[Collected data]

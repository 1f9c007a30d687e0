pub mod application;
pub mod environment;
pub mod error;
pub mod services;

// Re-export commonly used types
pub use application::{RouteInfo, WebApplication};
pub use environment::{EnvironmentName, HostEnvironment};
pub use error::{ServiceError, ServiceResult};
pub use services::{ServiceCollection, ServiceProvider};

// Plugins build routes against the exact axum the host links.
pub use axum;
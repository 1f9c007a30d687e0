use std::any::Any;

/// Best-effort text of a caught panic payload.
pub fn panic_message(payload: &(dyn Any + Send)) -> String {
    if let Some(message) = payload.downcast_ref::<&str>() {
        (*message).to_string()
    } else if let Some(message) = payload.downcast_ref::<String>() {
        message.clone()
    } else {
        "unknown panic".to_string()
    }
}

*TASK PROMPT*: Show every line in the records above that contains the word "else".

*RESULT OF THIS TASK*:
    } else if let Some(message) = payload.downcast_ref::<String>() {
    } else {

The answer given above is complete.